Although it’s primarily seen at sushi restaurants and includes only raw fish, it doesn’t have to. Chef Ricardo Zarate’s Japanese-influenced Peruvian at Paiche in Marina Del Rey, CA, comes with a daily omakase lunch special, while another trending Japanese-style preparation—robatayaki—is often included in omakase offerings. In Washington D.C., where chef Jennifer Nguyen at Zentan prefers serving omakase style, her ramen is a frequent (and favorite) course.
Some restaurants have even scrapped the traditional a la carte menu completely. At the new Zo in Los Angeles, chef Keizo Seki offers only a $145 omakase tasting menu. Journeyman in Boston has foregone a menu since it opened in 2010, offering only a $75 dinner left to chef/owners Tse Wei Lim and Diana Kudajarova.

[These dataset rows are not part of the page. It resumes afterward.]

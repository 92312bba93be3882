//! Staged async pipeline.
//!
//! Each stage runs as its own Tokio task, connected by bounded channels:
//!
//! ```text
//!                      ┌─► header chan ─► Classify ─► decision chan ─┐
//! input ─► Fan-out ────┤                                             ├─► Combiner ─► output
//!                      └─► data chan (chunk + budget permit) ────────┘
//! ```
//!
//! The fan-out forwards a chunk only after it holds a byte-budget permit and
//! a slot on both channels. The combiner releases the permit once the chunk
//! has been handed to the output channel, so a slow consumer stalls the
//! fan-out instead of growing memory.
//!
//! Empty chunks inside a frame carry no bytes and are folded into the next
//! chunk, so output chunk boundaries can differ from the input only there.
//! Empty final chunks are kept.
//!
//! Dropping (or [closing](PipelineInput::close)) the input shuts the stages
//! down in order once everything in flight has been delivered.
//!
//! # Example
//!
//! ```
//! use uoe_router::protocol::FrameBuilder;
//! use uoe_router::{Destination, Router};
//!
//! # #[tokio::main(flavor = "current_thread")]
//! # async fn main() -> uoe_router::Result<()> {
//! let mut pipeline = Router::builder().max_chunk_len(64).spawn()?;
//!
//! let frame = FrameBuilder::new(0x0806).payload(vec![0u8; 28]).build();
//! pipeline.input().send_frame(&frame, 16).await?;
//!
//! let first = pipeline.recv().await.unwrap();
//! assert_eq!(first.destination, Some(Destination::Arp));
//!
//! let (rest, stats) = pipeline.finish().await?;
//! assert_eq!(rest.len(), 2);
//! assert_eq!(stats.frames_out, 1);
//! # Ok(())
//! # }
//! ```

use std::sync::Arc;

use bytes::Bytes;
use tokio::sync::mpsc;
use tokio::task::JoinHandle;

use crate::backpressure::{BudgetPermit, BufferBudget};
use crate::classify::Classifier;
use crate::config::RouterConfig;
use crate::datapath::{Combiner, FanOut};
use crate::error::{Result, RouterError};
use crate::protocol::{split_into_chunks, Chunk, Destination, OutputChunk};
use crate::stats::{RouterStats, StatsSnapshot};

type DataItem = (Chunk, BudgetPermit);

/// Producer side of a running pipeline.
///
/// Chunks must be sent in transport order by a single producer.
#[derive(Debug)]
pub struct PipelineInput {
    tx: mpsc::Sender<Chunk>,
}

impl PipelineInput {
    /// Send one chunk, waiting while the pipeline is backpressured.
    pub async fn send(&self, chunk: Chunk) -> Result<()> {
        self.tx
            .send(chunk)
            .await
            .map_err(|_| RouterError::ChannelClosed)
    }

    /// Split `frame` into `chunk_len`-byte chunks and send them.
    pub async fn send_frame(&self, frame: &Bytes, chunk_len: usize) -> Result<()> {
        for chunk in split_into_chunks(frame, chunk_len) {
            self.send(chunk).await?;
        }
        Ok(())
    }

    /// True once the fan-out task has stopped.
    pub fn is_closed(&self) -> bool {
        self.tx.is_closed()
    }

    /// Stop accepting input; in-flight chunks are still delivered.
    pub fn close(self) {}
}

/// Handles of the running stage tasks.
#[derive(Debug)]
pub struct PipelineTasks {
    stages: Vec<(&'static str, JoinHandle<Result<()>>)>,
    stats: Arc<RouterStats>,
}

impl PipelineTasks {
    /// Shared statistics.
    pub fn stats(&self) -> Arc<RouterStats> {
        self.stats.clone()
    }

    /// Wait for every stage to stop.
    ///
    /// Returns the first stage error, in pipeline order, or the final
    /// statistics.
    pub async fn join(self) -> Result<StatsSnapshot> {
        let mut first_error = None;
        for (name, handle) in self.stages {
            let result = match handle.await {
                Ok(result) => result,
                Err(e) => Err(RouterError::TaskFailed(format!("{} stage: {}", name, e))),
            };
            if let Err(e) = result {
                first_error.get_or_insert(e);
            }
        }

        match first_error {
            Some(e) => Err(e),
            None => Ok(self.stats.snapshot()),
        }
    }
}

/// A running staged pipeline.
#[derive(Debug)]
pub struct Pipeline {
    input: PipelineInput,
    output: mpsc::Receiver<OutputChunk>,
    tasks: PipelineTasks,
}

impl Pipeline {
    /// Validate `config` and spawn the stage tasks on the current runtime.
    ///
    /// Fails with `TaskFailed` when called outside a Tokio runtime.
    pub fn spawn(config: RouterConfig) -> Result<Self> {
        config.validate()?;
        let runtime = tokio::runtime::Handle::try_current()
            .map_err(|e| RouterError::TaskFailed(e.to_string()))?;

        let capacity = config.channel_capacity;
        let (input_tx, input_rx) = mpsc::channel(capacity);
        let (header_tx, header_rx) = mpsc::channel(capacity);
        let (data_tx, data_rx) = mpsc::channel(capacity);
        let (decision_tx, decision_rx) = mpsc::channel(capacity);
        let (output_tx, output_rx) = mpsc::channel(capacity);

        let budget = BufferBudget::new(config.buffer_capacity_bytes);
        let stats = Arc::new(RouterStats::new());

        let fanout = FanOutStage {
            gate: FanOut::new(config.max_chunk_len),
            budget: budget.clone(),
            input: input_rx,
            header: header_tx,
            data: data_tx,
            stats: stats.clone(),
        };
        let classify = ClassifyStage {
            classifier: Classifier::new(),
            header: header_rx,
            decisions: decision_tx,
            stats: stats.clone(),
            log_decisions: config.log_decisions,
        };
        let combine = CombineStage {
            combiner: Combiner::new(),
            data: data_rx,
            decisions: decision_rx,
            output: output_tx,
            stats: stats.clone(),
        };

        let stages = vec![
            ("fan-out", runtime.spawn(fanout.run())),
            ("classify", runtime.spawn(classify.run())),
            ("combine", runtime.spawn(combine.run(budget))),
        ];
        tracing::debug!(
            "Pipeline started: buffer {} bytes, channels {} deep",
            config.buffer_capacity_bytes,
            capacity
        );

        Ok(Self {
            input: PipelineInput { tx: input_tx },
            output: output_rx,
            tasks: PipelineTasks { stages, stats },
        })
    }

    /// Producer handle.
    pub fn input(&self) -> &PipelineInput {
        &self.input
    }

    /// Send one chunk.
    pub async fn send(&self, chunk: Chunk) -> Result<()> {
        self.input.send(chunk).await
    }

    /// Receive the next tagged chunk; `None` once the pipeline has stopped.
    pub async fn recv(&mut self) -> Option<OutputChunk> {
        self.output.recv().await
    }

    /// Shared statistics.
    pub fn stats(&self) -> Arc<RouterStats> {
        self.tasks.stats()
    }

    /// Split into producer, consumer and task handles.
    pub fn into_parts(self) -> (PipelineInput, mpsc::Receiver<OutputChunk>, PipelineTasks) {
        (self.input, self.output, self.tasks)
    }

    /// Close the input, collect everything still in flight and join the stages.
    pub async fn finish(self) -> Result<(Vec<OutputChunk>, StatsSnapshot)> {
        let (input, mut output, tasks) = self.into_parts();
        input.close();

        let mut rest = Vec::new();
        while let Some(chunk) = output.recv().await {
            rest.push(chunk);
        }
        let stats = tasks.join().await?;
        Ok((rest, stats))
    }
}

struct FanOutStage {
    gate: FanOut,
    budget: BufferBudget,
    input: mpsc::Receiver<Chunk>,
    header: mpsc::Sender<Chunk>,
    data: mpsc::Sender<DataItem>,
    stats: Arc<RouterStats>,
}

impl FanOutStage {
    async fn run(mut self) -> Result<()> {
        while let Some(chunk) = self.input.recv().await {
            if let Err(e) = self.gate.check(&chunk) {
                tracing::error!("Fan-out rejected chunk: {}", e);
                return Err(e);
            }
            // Folded into the next chunk: an undecided frame must never hold
            // more data slots than it has header bytes.
            if chunk.is_empty() && !chunk.last {
                continue;
            }

            let permit = match self.budget.try_reserve(chunk.len()) {
                Some(permit) => permit,
                None => {
                    self.stats.record_backpressure();
                    match self.budget.reserve(chunk.len()).await {
                        Ok(permit) => permit,
                        // Combiner has stopped.
                        Err(RouterError::ChannelClosed) => break,
                        Err(e) => return Err(e),
                    }
                }
            };
            let (data_slot, header_slot) =
                match tokio::try_join!(self.data.reserve(), self.header.reserve()) {
                    Ok(slots) => slots,
                    Err(_) => break,
                };

            self.stats.record_input(&chunk);
            header_slot.send(chunk.clone());
            data_slot.send((chunk, permit));
        }
        tracing::debug!("Fan-out stage stopped");
        Ok(())
    }
}

struct ClassifyStage {
    classifier: Classifier,
    header: mpsc::Receiver<Chunk>,
    decisions: mpsc::Sender<Destination>,
    stats: Arc<RouterStats>,
    log_decisions: bool,
}

impl ClassifyStage {
    async fn run(mut self) -> Result<()> {
        while let Some(chunk) = self.header.recv().await {
            let Some(classified) = self.classifier.feed(&chunk) else {
                continue;
            };
            if self.log_decisions {
                tracing::debug!(
                    "Frame -> {} (ethertype {:#06x}, proto {}, port {}, {:?})",
                    classified.decision.destination,
                    classified.fields.ethertype,
                    classified.fields.ip_protocol,
                    classified.fields.dest_port,
                    classified.decision.verdict
                );
            }
            self.stats.record_decision(&classified);

            if self
                .decisions
                .send(classified.decision.destination)
                .await
                .is_err()
            {
                break;
            }
        }
        if self.classifier.extractor().offset() > 0 {
            tracing::warn!(
                "Input ended mid-frame after {} bytes",
                self.classifier.extractor().offset()
            );
        }
        tracing::debug!("Classify stage stopped");
        Ok(())
    }
}

struct CombineStage {
    combiner: Combiner,
    data: mpsc::Receiver<DataItem>,
    decisions: mpsc::Receiver<Destination>,
    output: mpsc::Sender<OutputChunk>,
    stats: Arc<RouterStats>,
}

impl CombineStage {
    async fn run(self, budget: BufferBudget) -> Result<()> {
        let result = self.combine().await;
        budget.close();
        tracing::debug!("Combine stage stopped");
        result
    }

    async fn combine(mut self) -> Result<()> {
        while let Some((mut chunk, permit)) = self.data.recv().await {
            let out = loop {
                match self.combiner.combine(chunk) {
                    Ok(out) => break out,
                    Err(refused) => chunk = refused,
                }
                match self.decisions.recv().await {
                    Some(destination) => self.combiner.push_decision(destination),
                    None => {
                        // Only a frame cut off by end of input has no decision.
                        tracing::warn!("Dropping unclassified partial frame");
                        return Ok(());
                    }
                }
            };

            self.stats.record_output(&out);
            self.output
                .send(out)
                .await
                .map_err(|_| RouterError::ChannelClosed)?;
            permit.release();
        }
        Ok(())
    }
}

The omakase approach at many restaurants has evolved into a more traditional American tasting menu, but true omakase ordering is more personalized to the individual customer, based on the chef’s whim at that moment and the freshest ingredients available. For Tony Messina, chef at Ken Oringer’s Uni Sashimi Bar in Boston, omakase falls somewhere in between. He starts with lighter dishes and builds to more substantial offerings, and each, he says, is more than just a bite or two.
Watch Messina's sashimi prep; story continues below
He left more traditional French and Italian fine-dining kitchens to enjoy the freedom and creativity he’s afforded at Uni. “The leeway, ingredients and techniques allow me not to get bored,” he says of the job he’s had since last September. “We change the menu every day and I get to play with ingredients from all over the world, not just Japan.”
The omakase menu at Uni has three levels offering eight courses ($95), 10 ($115) and 12 ($135). Customers can supplement those options with caviar, white truffles and sometimes Japanese-graded Wagyu beef.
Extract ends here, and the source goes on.